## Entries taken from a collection
#[cfg(test)]
mod tests {
    use super::*;

    #[test]
    fn test_level_round_trip() {
        for level in 0..=26 {
            let value_idx = PreAmplifier::value_index(level);
            let unit_idx = PreAmplifier::unit_index(level);
            assert_eq!(PreAmplifier::level_from_indices(value_idx, unit_idx), level);
        }
    }

    #[test]
    fn test_level_decomposition() {
        // Level 13 -> value "20", unit "nA/V"
        assert_eq!(PreAmplifier::value_index(13), 4);
        assert_eq!(PreAmplifier::unit_index(13), 1);
        // Level 27 -> value "1", unit "mA/V"
        assert_eq!(PreAmplifier::value_index(27), 0);
        assert_eq!(PreAmplifier::unit_index(27), 3);
    }

    #[tokio::test]
    async fn test_set_gain_level_writes_value_and_unit() {
        let preamp = PreAmplifier::new("preamp", GainConfig::default());
        let status = preamp.set_gain_level(13).expect("in range");
        assert_eq!(preamp.sensitivity_value.get(), 4);
        assert_eq!(preamp.sensitivity_unit.get(), 1);
        assert_eq!(preamp.gain_level(), 13);
        assert_eq!(preamp.sensitivity(), ("20", "nA/V"));
        assert!(!status.is_done()); // settle timer pending
    }

    #[tokio::test]
    async fn test_offset_tracks_gain_level() {
        let preamp = PreAmplifier::new("preamp", GainConfig::default());
        preamp.set_gain_level(13).expect("in range");
        // Offset sits offset_difference (-3) levels below: level 10.
        assert_eq!(preamp.offset_value.get(), PreAmplifier::value_index(10));
        assert_eq!(preamp.offset_unit.get(), PreAmplifier::unit_index(10));
    }

    #[tokio::test]
    async fn test_offset_clamped_at_zero() {
        let preamp = PreAmplifier::new("preamp", GainConfig::default());
        preamp.set_gain_level(1).expect("in range");
        assert_eq!(preamp.offset_value.get(), 0);
        assert_eq!(preamp.offset_unit.get(), 0);
    }

    #[tokio::test]
    async fn test_gain_overflow_is_atomic() {
        let preamp = PreAmplifier::new("preamp", GainConfig::default());
        preamp.set_gain_level(27).expect("at gain_max");
        let value_before = preamp.sensitivity_value.get();
        let unit_before = preamp.sensitivity_unit.get();

        let err = preamp.set_gain_level(28).expect_err("beyond gain_max");
        assert!(matches!(
            err,
            BeamlineError::GainOverflow { requested: 28, gain_max: 27, .. }
        ));
        assert_eq!(preamp.sensitivity_value.get(), value_before);
        assert_eq!(preamp.sensitivity_unit.get(), unit_before);
    }

    #[tokio::test]
    async fn test_gain_overflow_below_min() {
        let preamp = PreAmplifier::new("preamp", GainConfig::default());
        let err = preamp.set_gain_level(-1).expect_err("below gain_min");
        assert!(matches!(err, BeamlineError::GainOverflow { requested: -1, .. }));
    }

    #[tokio::test]
    async fn test_gain_range_clamped_to_tables() {
        let config = GainConfig {
            gain_min: -5,
            gain_max: 40,
            ..GainConfig::default()
        };
        let preamp = PreAmplifier::new("preamp", config);
        preamp.set_gain_level(13).expect("in range");

        // A level past the last table entry overflows before anything is
        // written, even though it is inside the configured bounds.
        let err = preamp.set_gain_level(38).expect_err("beyond the tables");
        assert!(matches!(
            err,
            BeamlineError::GainOverflow { requested: 38, gain_max: MAX_GAIN_LEVEL, .. }
        ));
        assert_eq!(preamp.sensitivity_value.get(), 4);
        assert_eq!(preamp.sensitivity_unit.get(), 1);

        // Negative levels are rejected the same way.
        let err = preamp.set_gain_level(-1).expect_err("negative level");
        assert!(matches!(err, BeamlineError::GainOverflow { gain_min: 0, .. }));
        assert_eq!(preamp.gain_level(), 13);
    }

    #[tokio::test]
    async fn test_custom_gain_range() {
        let config = GainConfig {
            gain_min: 5,
            gain_max: 20,
            ..GainConfig::default()
        };
        let preamp = PreAmplifier::new("preamp", config);
        assert!(preamp.set_gain_level(4).is_err());
        assert!(preamp.set_gain_level(5).is_ok());
        assert!(preamp.set_gain_level(20).is_ok());
        assert!(preamp.set_gain_level(21).is_err());
    }

    #[tokio::test]
    async fn test_gain_from_sensitivity() {
        let preamp = PreAmplifier::new("preamp", GainConfig::default());
        // Level 10 -> "2" nA/V -> inverse gain 2e-9 A/V -> gain 5e8 V/A.
        preamp.set_gain_level(10).expect("in range");
        assert!((preamp.gain() - 5e8).abs() / 5e8 < 1e-12);
        assert!((preamp.gain_db() - 10.0 * 5e8_f64.log10()).abs() < 1e-9);
    }

    #[test]
    fn test_settle_table() {
        // pA/V end settles slowly, everything else at the 0.5 s default.
        assert_eq!(
            settle_time(0, 0, GainMode::LowNoise),
            Duration::from_secs_f64(3.0)
        );
        assert_eq!(
            settle_time(0, 0, GainMode::HighBw),
            Duration::from_secs_f64(2.5)
        );
        // Low-drift settles like low-noise.
        assert_eq!(
            settle_time(0, 0, GainMode::LowDrift),
            Duration::from_secs_f64(3.0)
        );
        assert_eq!(settle_time(4, 1, GainMode::LowNoise), DEFAULT_SETTLE);
    }
}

## WHAT YOU NEED TO DO
How many of the lines in the records include the string "requested"? Reply with the number alone.

## FINISHED TASK
3